Speaking of exercise - having sex can now be considered part of your exercise routine (so get to it, your husband can thank me later ;)). Sex releases endorphins which aids in the reduction of cortisol which is our primary stress hormone. This hormone has scientifically been proven to be one of the primary factors of skin related aging. In fact, in a recent experiment, laboratory rats were given cortisol. These poor animals lost collagen in the skin ten times greater than in any other tissue in their body! I cringe thinking about those poor wrinkly rats. Not only that, but sex improves your physical and mental health and we all know a smiling face is much more beautiful than a dour one.

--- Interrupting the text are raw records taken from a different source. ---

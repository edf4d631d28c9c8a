/*
 * SPDX-FileCopyrightText: 2026 The linkrank authors
 *
 * SPDX-License-Identifier: Apache-2.0 OR LGPL-2.1-or-later
 */

use linkrank::prelude::*;
use rand::rngs::SmallRng;
use rand::{Rng, SeedableRng};

/// Builds a random graph on nodes 0..n in which each arc (without loops) is
/// present with probability p.
fn random_graph(n: usize, p: f64, seed: u64) -> LinkGraph<usize> {
    let mut rng = SmallRng::seed_from_u64(seed);
    let mut links = Vec::with_capacity(n);
    for x in 0..n {
        let succ: Vec<usize> = (0..n).filter(|&y| y != x && rng.random_bool(p)).collect();
        links.push((x, succ));
    }
    LinkGraph::from_links(links).unwrap()
}

/// Returns the ℓ∞ distance (maximum absolute difference) between two vectors.
fn l_inf_distance(a: &[f64], b: &[f64]) -> f64 {
    assert_eq!(a.len(), b.len());
    a.iter()
        .zip(b.iter())
        .map(|(x, y)| (x - y).abs())
        .fold(0.0, f64::max)
}

/// Returns the maximum violation of the PageRank equation by `rank`.
fn residual(g: &LinkGraph<usize>, d: f64, rank: &[f64]) -> f64 {
    let n = g.num_nodes() as f64;
    let dangling: f64 = (0..g.num_nodes())
        .filter(|&q| g.is_dangling(q))
        .map(|q| rank[q])
        .sum();
    let mut expected = vec![(1.0 - d) / n + d * dangling / n; g.num_nodes()];
    for (q, succ) in g.iter() {
        for &p in succ {
            expected[p] += d * rank[q] / succ.len() as f64;
        }
    }
    l_inf_distance(&expected, rank)
}

#[test]
fn test_two_nodes() -> Result<(), RankError> {
    let g = LinkGraph::from_links([("a", vec!["b"]), ("b", vec!["a"])])?;
    let mut ir = IterativeRank::new(&g);
    ir.run(&RankConfig::default())?;
    let ranks = ir.rank_map();
    assert!((ranks[&"a"] - 0.5).abs() < 1E-12);
    assert!((ranks[&"b"] - 0.5).abs() < 1E-12);
    Ok(())
}

#[test]
fn test_single_node() -> Result<(), RankError> {
    let g = LinkGraph::from_links([("a", Vec::<&str>::new())])?;
    let mut ir = IterativeRank::new(&g);
    ir.run(&RankConfig::default())?;
    assert_eq!(ir.rank().len(), 1);
    assert!((ir.rank()[0] - 1.0).abs() < 1E-12);
    Ok(())
}

#[test]
fn test_isolated_nodes() -> Result<(), RankError> {
    for n in 1..10 {
        let g = LinkGraph::from_links((0..n).map(|x| (x, vec![])))?;
        let mut ir = IterativeRank::new(&g);
        ir.run(&RankConfig::default())?;
        for &r in ir.rank() {
            assert!((r - 1.0 / n as f64).abs() < 1E-12);
        }
    }
    Ok(())
}

/// The scenario of a small corpus: a → b, b → a, b → c, c → a.
#[test]
fn test_three_pages() -> Result<(), RankError> {
    let g = LinkGraph::from_links([("a", vec!["b"]), ("b", vec!["a", "c"]), ("c", vec!["a"])])?;
    let mut ir = IterativeRank::new(&g);
    ir.run(&RankConfig::default())?;

    assert!(ir.iterations() <= 100);
    assert!(ir.max_delta() <= 0.001);
    assert!(ir.rank().iter().all(|&r| r > 0.0));
    assert!((ir.rank().iter().sum::<f64>() - 1.0).abs() < 1E-6);

    let ranks = ir.rank_map();
    assert!(ranks[&"a"] > ranks[&"b"]);
    assert!(ranks[&"b"] > ranks[&"c"]);
    assert!((ranks[&"a"] - 0.3973).abs() < 0.002);
    assert!((ranks[&"b"] - 0.3879).abs() < 0.002);
    assert!((ranks[&"c"] - 0.2148).abs() < 0.002);
    Ok(())
}

/// The result is the round preceding the one that met the tolerance.
#[test]
fn test_previous_round_returned() -> Result<(), RankError> {
    let g = LinkGraph::from_links([("a", vec!["b"]), ("b", vec!["a", "c"]), ("c", vec!["a"])])?;
    let config = RankConfig::default();
    let mut ir = IterativeRank::new(&g);
    ir.run(&config)?;
    let iterations = ir.iterations();
    assert!(iterations >= 2);
    let ranks = ir.rank_map();
    assert!((ranks[&"a"] - 0.39754).abs() < 1E-5);
    assert!((ranks[&"b"] - 0.38717).abs() < 1E-5);
    assert!((ranks[&"c"] - 0.21529).abs() < 1E-5);

    // Stopping one round earlier exposes the same vector
    let mut truncated = IterativeRank::new(&g);
    assert!(matches!(
        truncated.run(&config.max_iter(Some(iterations - 1))),
        Err(RankError::NotConverged { .. })
    ));
    assert_eq!(truncated.rank(), ir.rank());

    // One more round from the result reproduces the last delta
    let mut next = IterativeRank::new(&g);
    next.initial(Some(ir.rank()));
    next.run(&config)?;
    assert_eq!(next.iterations(), 1);
    assert_eq!(next.max_delta(), ir.max_delta());
    assert_eq!(next.rank(), ir.rank());
    Ok(())
}

/// a → b with b dangling: the stationary distribution is 1 / (2 + d) on a.
#[test]
fn test_closed_form_dangling() -> Result<(), RankError> {
    let g = LinkGraph::from_links([("a", vec!["b"]), ("b", vec![])])?;
    for d in [0.1, 0.5, 0.85, 0.99, 1.0] {
        let mut ir = IterativeRank::new(&g);
        ir.run(&RankConfig::default().damping_factor(d).tolerance(1E-14))?;
        let ranks = ir.rank_map();
        let expected = 1.0 / (2.0 + d);
        assert!(
            (ranks[&"a"] - expected).abs() < 1E-9,
            "d={d}: {} != {expected}",
            ranks[&"a"]
        );
        assert!((ranks[&"b"] - (1.0 - expected)).abs() < 1E-9);
    }
    Ok(())
}

#[test]
fn test_sum() -> Result<(), RankError> {
    for seed in 0..10 {
        for &n in &[2, 10, 50] {
            for &p in &[0.0, 0.05, 0.2, 0.7] {
                let g = random_graph(n, p, seed);
                for &d in &[0.1, 0.5, 0.85, 0.99] {
                    let mut ir = IterativeRank::new(&g);
                    ir.run(&RankConfig::default().damping_factor(d))?;
                    let sum = ir.rank().iter().sum::<f64>();
                    assert!(
                        (sum - 1.0).abs() < 1E-6,
                        "n={n} p={p} d={d} seed={seed}: sum={sum}"
                    );
                    assert!(ir.rank().iter().all(|&r| r > 0.0));
                }
            }
        }
    }
    Ok(())
}

#[test]
fn test_fixed_point() -> Result<(), RankError> {
    for seed in 0..5 {
        let g = random_graph(30, 0.1, seed);
        for &d in &[0.5, 0.85] {
            let mut ir = IterativeRank::new(&g);
            ir.run(&RankConfig::default().damping_factor(d).tolerance(1E-13))?;
            assert!(residual(&g, d, ir.rank()) < 1E-10);
        }
    }
    Ok(())
}

#[test]
fn test_stationary_for_transition_model() -> Result<(), RankError> {
    let g = random_graph(20, 0.15, 42);
    let d = 0.85;
    let mut ir = IterativeRank::new(&g);
    ir.run(&RankConfig::default().damping_factor(d).tolerance(1E-13))?;

    // x T = x, where T is the matrix of the transition model
    let model = TransitionModel::new(&g, d)?;
    let n = g.num_nodes();
    let mut row = vec![0.0; n];
    let mut product = vec![0.0; n];
    for (q, &x) in ir.rank().iter().enumerate() {
        model.distribution_of(q, &mut row);
        for (p, &t) in row.iter().enumerate() {
            product[p] += x * t;
        }
    }
    assert!(l_inf_distance(&product, ir.rank()) < 1E-10);
    Ok(())
}

#[test]
fn test_no_inlinks() -> Result<(), RankError> {
    // Nobody links to "source"
    let g = LinkGraph::from_links([
        ("source", vec!["a"]),
        ("a", vec!["b"]),
        ("b", vec!["a"]),
    ])?;
    for d in [0.5, 0.85, 0.99] {
        let mut ir = IterativeRank::new(&g);
        ir.run(&RankConfig::default().damping_factor(d).tolerance(1E-12))?;
        let r = ir.rank_map()[&"source"];
        assert!(r > 0.0);
        // No dangling nodes, so the rank is exactly the teleportation term
        assert!((r - (1.0 - d) / 3.0).abs() < 1E-9);
    }
    Ok(())
}

#[test]
fn test_dangling_redistribution() -> Result<(), RankError> {
    let g = random_graph(25, 0.2, 7);
    let d = 0.85;
    for node in [0, 5, 24] {
        let h = g.without_links(&node)?;
        assert!(h.is_dangling(h.index_of(&node).unwrap()));

        let mut ir = IterativeRank::new(&h);
        ir.run(&RankConfig::default().damping_factor(d).tolerance(1E-13))?;
        assert!((ir.rank().iter().sum::<f64>() - 1.0).abs() < 1E-9);
        // The equation spreads dangling rank uniformly
        assert!(residual(&h, d, ir.rank()) < 1E-10);
    }
    Ok(())
}

#[test]
fn test_idempotence() -> Result<(), RankError> {
    let g = LinkGraph::from_links([("a", vec!["b"]), ("b", vec!["a", "c"]), ("c", vec!["a"])])?;
    let config = RankConfig::default();
    let mut ir = IterativeRank::new(&g);
    ir.run(&config)?;
    let converged = ir.rank().to_vec();

    let mut again = IterativeRank::new(&g);
    again.initial(Some(&converged[..]));
    again.run(&config)?;
    assert_eq!(again.iterations(), 1);
    assert!(again.max_delta() <= config.tolerance);
    // The converged round is returned unchanged
    assert_eq!(again.rank(), &converged[..]);

    for seed in 0..5 {
        let g = random_graph(40, 0.1, seed);
        let mut ir = IterativeRank::new(&g);
        ir.run(&RankConfig::default().tolerance(1E-10))?;
        let converged = ir.rank().to_vec();
        let mut again = IterativeRank::new(&g);
        again.initial(Some(&converged[..]));
        again.run(&config)?;
        assert_eq!(again.iterations(), 1);
        assert!(l_inf_distance(again.rank(), &converged) <= config.tolerance);
    }
    Ok(())
}

#[test]
fn test_not_converged() -> Result<(), RankError> {
    // Without damping, a mass concentrated on a cycle rotates forever
    let g = LinkGraph::from_links([("a", vec!["b"]), ("b", vec!["c"]), ("c", vec!["a"])])?;
    let initial = [1.0, 0.0, 0.0];
    let mut ir = IterativeRank::new(&g);
    ir.initial(Some(&initial[..]));
    let result = ir.run(&RankConfig::default().damping_factor(1.0).max_iter(Some(50)));
    assert_eq!(
        result,
        Err(RankError::NotConverged {
            iterations: 50,
            max_delta: 1.0
        })
    );
    // The last round is still available
    assert_eq!(ir.iterations(), 50);
    let mut partial = ir.rank().to_vec();
    partial.sort_by(f64::total_cmp);
    assert_eq!(partial, vec![0.0, 0.0, 1.0]);

    // With damping it converges
    ir.run(&RankConfig::default().tolerance(1E-9).max_iter(Some(1000)))?;
    for &r in ir.rank() {
        assert!((r - 1.0 / 3.0).abs() < 1E-6);
    }
    Ok(())
}

#[test]
fn test_max_iter_not_reached() -> Result<(), RankError> {
    let g = LinkGraph::from_links([("a", vec!["b"]), ("b", vec!["a", "c"]), ("c", vec!["a"])])?;
    let mut ir = IterativeRank::new(&g);
    ir.run(&RankConfig::default())?;
    let iterations = ir.iterations();

    // A budget of exactly the needed rounds is enough
    ir.run(&RankConfig::default().max_iter(Some(iterations)))?;
    assert_eq!(ir.iterations(), iterations);
    assert!(matches!(
        ir.run(&RankConfig::default().max_iter(Some(iterations - 1))),
        Err(RankError::NotConverged { .. })
    ));
    Ok(())
}

#[test]
fn test_l1_criterion() -> Result<(), RankError> {
    use dsi_progress_logger::no_logging;
    let g = random_graph(50, 0.1, 3);
    let mut ir = IterativeRank::new(&g);
    ir.run_until(
        0.85,
        preds::L1Norm::try_from(1E-9).unwrap(),
        preds::MaxIter::from(1000),
        no_logging![],
    )?;
    assert!(ir.l1_delta() <= 1E-9);
    assert!(ir.max_delta() <= ir.l1_delta());
    Ok(())
}

#[test]
fn test_invalid_config() -> Result<(), RankError> {
    let g = LinkGraph::from_links([("a", vec!["b"]), ("b", vec!["a"])])?;
    let mut ir = IterativeRank::new(&g);
    assert_eq!(
        ir.run(&RankConfig::default().damping_factor(0.0)),
        Err(RankError::Config(ConfigError::InvalidDamping(0.0)))
    );
    assert_eq!(
        ir.run(&RankConfig::default().tolerance(0.0)),
        Err(RankError::Config(ConfigError::InvalidTolerance(0.0)))
    );
    assert_eq!(ir.iterations(), 0);
    Ok(())
}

Laughter has also been found to counteract stress, release feel-good hormones and counts as exercise. A big belly laugh works the muscles in your face and body, and respiratory muscles, raises your heart rate, and sends more oxygen to tissues. Sign me up for more of that!
Eating healthy as we age is so much easier. As children, Mother-Nature gave us taste buds that searched for the most sweet foods they could find (naturally made sweet things are less likely to be poisonous; so don’t give your kids too much grief they can’t help it). As we age our taste buds become more in-tune with the tastes of good-for-you fruits and vegetables (including bitter things like kale and spinach). I personally have felt a reduction in my “sweet tooth” over the last few years. Health experts believe that sugar, and processed foods create inflammation in the body that harms your organs--including your largest organ, your skin. Numerous studies have shown that low-grade inflammation causes cellular deterioration (aka: wrinkles and sagging). A diet rich in healthy fats (found in omega-fortified eggs and foods like avocados and salmon) is suggested. High protein boosts cellular repair and fresh fruits and veggies are loaded with the anti-oxidants. Adding to this, drinking wine and eating dark
chocolate are now considered “healthy habits”. These two foods contain age-fighting compounds called flavenoids that fight free-radical cells in our body that cause our cells to deteriorate.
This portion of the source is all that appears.